___ EXERCISE INPUT ___

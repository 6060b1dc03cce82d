//! Gemini Provider
//!
//! Implementation of the GenerativeModel trait over the Gemini
//! `generateContent` REST endpoint. Structured calls attach a response schema
//! and request `application/json`; grounded calls enable the Google Search
//! tool and surface the grounding chunks as citations.

use async_trait::async_trait;
use serde::Deserialize;

use super::provider::{missing_api_key_error, parse_http_error, GenerativeModel};
use super::types::{
    ContentPart, GroundedResponse, GroundingCitation, LlmError, LlmResult, ProviderConfig,
    StructuredRequest,
};
use crate::http_client::build_http_client;

/// Default Gemini REST endpoint
const GEMINI_API_URL: &str = "https://generativelanguage.googleapis.com/v1beta";

/// Gemini provider
pub struct GeminiProvider {
    config: ProviderConfig,
    client: reqwest::Client,
}

impl GeminiProvider {
    /// Create a new Gemini provider with the given configuration
    pub fn new(config: ProviderConfig) -> LlmResult<Self> {
        let client = build_http_client(config.proxy.as_ref())?;
        Ok(Self { config, client })
    }

    fn endpoint(&self) -> String {
        let base = self
            .config
            .base_url
            .as_deref()
            .unwrap_or(GEMINI_API_URL)
            .trim_end_matches('/');
        format!("{}/models/{}:generateContent", base, self.config.model)
    }

    fn part_to_gemini(part: &ContentPart) -> serde_json::Value {
        match part {
            ContentPart::Text { text } => serde_json::json!({ "text": text }),
            ContentPart::InlineData { mime_type, data } => serde_json::json!({
                "inlineData": {
                    "mimeType": mime_type,
                    "data": data
                }
            }),
        }
    }

    /// Build the request body for a schema-constrained call
    fn build_structured_body(request: &StructuredRequest) -> serde_json::Value {
        let parts: Vec<serde_json::Value> =
            request.parts.iter().map(Self::part_to_gemini).collect();

        serde_json::json!({
            "contents": [{
                "role": "user",
                "parts": parts
            }],
            "generationConfig": {
                "responseMimeType": "application/json",
                "responseSchema": request.schema
            }
        })
    }

    /// Build the request body for a search-grounded call
    fn build_grounded_body(prompt: &str) -> serde_json::Value {
        serde_json::json!({
            "contents": [{
                "role": "user",
                "parts": [{ "text": prompt }]
            }],
            "tools": [{ "google_search": {} }]
        })
    }

    async fn post(&self, body: &serde_json::Value) -> LlmResult<GeminiResponse> {
        let api_key = self
            .config
            .api_key
            .as_ref()
            .ok_or_else(|| missing_api_key_error("gemini"))?;

        let response = self
            .client
            .post(self.endpoint())
            .header("x-goog-api-key", api_key)
            .header("Content-Type", "application/json")
            .json(body)
            .send()
            .await
            .map_err(|e| LlmError::NetworkError {
                message: e.to_string(),
            })?;

        let status = response.status().as_u16();
        let body_text = response.text().await.map_err(|e| LlmError::NetworkError {
            message: e.to_string(),
        })?;

        if status != 200 {
            tracing::debug!(status, model = %self.config.model, "gemini request failed");
            return Err(parse_http_error(status, &body_text, "gemini"));
        }

        serde_json::from_str(&body_text).map_err(|e| LlmError::ParseError {
            message: format!("Failed to parse response envelope: {}", e),
        })
    }
}

#[async_trait]
impl GenerativeModel for GeminiProvider {
    fn name(&self) -> &'static str {
        "gemini"
    }

    fn model(&self) -> &str {
        &self.config.model
    }

    async fn generate_structured(&self, request: StructuredRequest) -> LlmResult<String> {
        let body = Self::build_structured_body(&request);
        let response = self.post(&body).await?;
        Ok(response.text())
    }

    async fn generate_grounded(&self, prompt: String) -> LlmResult<GroundedResponse> {
        let body = Self::build_grounded_body(&prompt);
        let response = self.post(&body).await?;
        Ok(GroundedResponse {
            text: response.text(),
            citations: response.citations(),
        })
    }
}

/// Gemini `generateContent` response envelope
#[derive(Debug, Default, Deserialize)]
#[serde(rename_all = "camelCase")]
struct GeminiResponse {
    #[serde(default)]
    candidates: Vec<Candidate>,
}

#[derive(Debug, Deserialize)]
#[serde(rename_all = "camelCase")]
struct Candidate {
    content: Option<CandidateContent>,
    grounding_metadata: Option<GroundingMetadata>,
}

#[derive(Debug, Deserialize)]
struct CandidateContent {
    #[serde(default)]
    parts: Vec<ResponsePart>,
}

#[derive(Debug, Deserialize)]
struct ResponsePart {
    text: Option<String>,
}

#[derive(Debug, Deserialize)]
#[serde(rename_all = "camelCase")]
struct GroundingMetadata {
    #[serde(default)]
    grounding_chunks: Vec<GroundingCitation>,
}

impl GeminiResponse {
    /// Concatenated text of the first candidate; empty when absent.
    fn text(&self) -> String {
        self.candidates
            .first()
            .and_then(|c| c.content.as_ref())
            .map(|content| {
                content
                    .parts
                    .iter()
                    .filter_map(|p| p.text.as_deref())
                    .collect::<String>()
            })
            .unwrap_or_default()
    }

    fn citations(&self) -> Vec<GroundingCitation> {
        self.candidates
            .first()
            .and_then(|c| c.grounding_metadata.as_ref())
            .map(|m| m.grounding_chunks.clone())
            .unwrap_or_default()
    }
}
pub mod db;
pub mod models;

pub use db::config::{DbConfig, PoolConfig};
pub use db::error::{ConstraintKind, DomainViolation, RepositoryError};
pub use db::repository::AccountingRepository;
pub use models::*;
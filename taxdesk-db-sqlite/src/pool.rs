use std::str::FromStr;
use std::time::Duration;

use sqlx::Sqlite;
use sqlx::pool::PoolConnection;
use sqlx::sqlite::{SqliteConnectOptions, SqlitePool, SqlitePoolOptions};
use taxdesk_core::{DbConfig, RepositoryError};
use tracing::{debug, info};

/// How long a connection waits on a locked database before giving up.
const BUSY_TIMEOUT: Duration = Duration::from_secs(5);

/// Bounded set of live SQLite connections shared by every caller.
///
/// This is a handle: clones share the same underlying pool. Build one at
/// startup with [`ConnectionPool::connect`] and hand clones to the
/// [`QueryExecutor`](crate::executor::QueryExecutor).
#[derive(Debug, Clone)]
pub struct ConnectionPool {
    pool: SqlitePool,
}

impl ConnectionPool {
    /// Validate the pool bounds and open at least `min_connections`
    /// connections to `config.connection_string`.
    ///
    /// Accepted connection strings:
    /// * A bare file path, e.g. `"taxdesk.db"`. Created if missing.
    /// * A sqlx URL, e.g. `"sqlite:taxdesk.db"`.
    /// * `":memory:"` or `"sqlite::memory:"`, an in-memory database shared by
    ///   every connection of this pool.
    pub async fn connect(config: &DbConfig) -> Result<Self, RepositoryError> {
        config.pool.validate()?;

        let options = SqliteConnectOptions::from_str(&config.connection_string)
            .map_err(|e| {
                RepositoryError::Configuration(format!(
                    "Invalid connection string '{}': {e}",
                    config.connection_string
                ))
            })?
            .create_if_missing(true)
            .foreign_keys(true)
            .busy_timeout(BUSY_TIMEOUT);

        let pool = SqlitePoolOptions::new()
            .min_connections(config.pool.min_connections)
            .max_connections(config.pool.max_connections)
            .acquire_timeout(config.pool.acquire_timeout)
            .connect_with(options)
            .await
            .map_err(|e| {
                RepositoryError::ConnectionUnavailable(format!(
                    "Failed to connect to database '{}': {e}",
                    config.connection_string
                ))
            })?;

        debug!(
            min = config.pool.min_connections,
            max = config.pool.max_connections,
            "connection pool ready"
        );
        Ok(Self { pool })
    }

    /// Borrow a connection, waiting up to the configured acquire timeout.
    ///
    /// Every successful call must be paired with [`ConnectionPool::release`];
    /// a connection that is dropped instead is returned to the pool as well.
    pub(crate) async fn acquire(&self) -> Result<PoolConnection<Sqlite>, RepositoryError> {
        self.pool
            .acquire()
            .await
            .map_err(|e| RepositoryError::ConnectionUnavailable(e.to_string()))
    }

    /// Hand a connection back for reuse. Taking it by value means it can't be
    /// released twice.
    pub(crate) fn release(
        &self,
        conn: PoolConnection<Sqlite>,
    ) {
        drop(conn);
    }

    /// Close every connection. Later acquisitions fail with
    /// [`RepositoryError::ConnectionUnavailable`].
    pub async fn shutdown(&self) {
        self.pool.close().await;
        info!("connection pool closed");
    }

    pub fn is_closed(&self) -> bool {
        self.pool.is_closed()
    }

    /// Connections currently open, idle or lent out.
    pub fn size(&self) -> u32 {
        self.pool.size()
    }
}
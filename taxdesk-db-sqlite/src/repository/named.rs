use std::marker::PhantomData;

use taxdesk_core::{Assistant, Preparer, RepositoryError};

use super::{delete_by_id, not_found, returned_id};
use crate::executor::{QueryExecutor, Statement};
use crate::row::Row;

/// Statements for a table holding nothing but an id and a name.
#[derive(Debug)]
pub struct NamedStatements {
    pub entity: &'static str,
    pub insert: Statement,
    pub get: Statement,
    pub list: Statement,
    pub update_name: Statement,
    pub delete: Statement,
}

/// A record stored in an id + name table.
pub trait NamedRecord: Sized {
    const STATEMENTS: NamedStatements;

    fn from_parts(
        id: i64,
        name: String,
    ) -> Self;

    fn from_row(row: &Row) -> Result<Self, RepositoryError> {
        Ok(Self::from_parts(row.get_i64("id")?, row.get_string("name")?))
    }
}

impl NamedRecord for Preparer {
    const STATEMENTS: NamedStatements = NamedStatements {
        entity: "preparer",
        insert: Statement::new(
            "insert preparer",
            "INSERT INTO preparers (name) VALUES (?) RETURNING id",
        ),
        get: Statement::new("get preparer", "SELECT id, name FROM preparers WHERE id = ?"),
        list: Statement::new("list preparers", "SELECT id, name FROM preparers ORDER BY id"),
        update_name: Statement::new(
            "rename preparer",
            "UPDATE preparers SET name = ? WHERE id = ?",
        ),
        delete: Statement::new("delete preparer", "DELETE FROM preparers WHERE id = ?"),
    };

    fn from_parts(
        id: i64,
        name: String,
    ) -> Self {
        Preparer { id, name }
    }
}

impl NamedRecord for Assistant {
    const STATEMENTS: NamedStatements = NamedStatements {
        entity: "assistant",
        insert: Statement::new(
            "insert assistant",
            "INSERT INTO assistants (name) VALUES (?) RETURNING id",
        ),
        get: Statement::new("get assistant", "SELECT id, name FROM assistants WHERE id = ?"),
        list: Statement::new("list assistants", "SELECT id, name FROM assistants ORDER BY id"),
        update_name: Statement::new(
            "rename assistant",
            "UPDATE assistants SET name = ? WHERE id = ?",
        ),
        delete: Statement::new("delete assistant", "DELETE FROM assistants WHERE id = ?"),
    };

    fn from_parts(
        id: i64,
        name: String,
    ) -> Self {
        Assistant { id, name }
    }
}

/// CRUD for one id + name table.
#[derive(Debug, Clone)]
pub struct NamedRepository<T> {
    executor: QueryExecutor,
    _record: PhantomData<fn() -> T>,
}

pub type PreparerRepository = NamedRepository<Preparer>;
pub type AssistantRepository = NamedRepository<Assistant>;

impl<T: NamedRecord> NamedRepository<T> {
    pub fn new(executor: QueryExecutor) -> Self {
        Self {
            executor,
            _record: PhantomData,
        }
    }

    pub async fn insert(
        &self,
        name: &str,
    ) -> Result<i64, RepositoryError> {
        let statement = &T::STATEMENTS.insert;
        let row = self.executor.fetch_one(statement, &[name.into()]).await?;
        returned_id(row, statement)
    }

    pub async fn get(
        &self,
        id: i64,
    ) -> Result<T, RepositoryError> {
        self.executor
            .fetch_one(&T::STATEMENTS.get, &[id.into()])
            .await?
            .ok_or_else(|| not_found(T::STATEMENTS.entity, id))
            .and_then(|row| T::from_row(&row))
    }

    pub async fn list(&self) -> Result<Vec<T>, RepositoryError> {
        self.executor
            .fetch_all(&T::STATEMENTS.list, &[])
            .await?
            .iter()
            .map(T::from_row)
            .collect()
    }

    pub async fn update_name(
        &self,
        id: i64,
        new_name: &str,
    ) -> Result<(), RepositoryError> {
        let changed = self
            .executor
            .write(&T::STATEMENTS.update_name, &[new_name.into(), id.into()])
            .await?;
        if changed == 0 {
            return Err(not_found(T::STATEMENTS.entity, id));
        }
        Ok(())
    }

    pub async fn delete(
        &self,
        id: i64,
    ) -> Result<(), RepositoryError> {
        let statements = &T::STATEMENTS;
        delete_by_id(&self.executor, statements.entity, &statements.delete, id).await
    }
}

___

#### [WHAT YOU WILL DO]
All lines above holding the word "static" make up the answer; copy each one.

#### [THE ANSWER]
    fn name(&self) -> &'static str {
    pub entity: &'static str,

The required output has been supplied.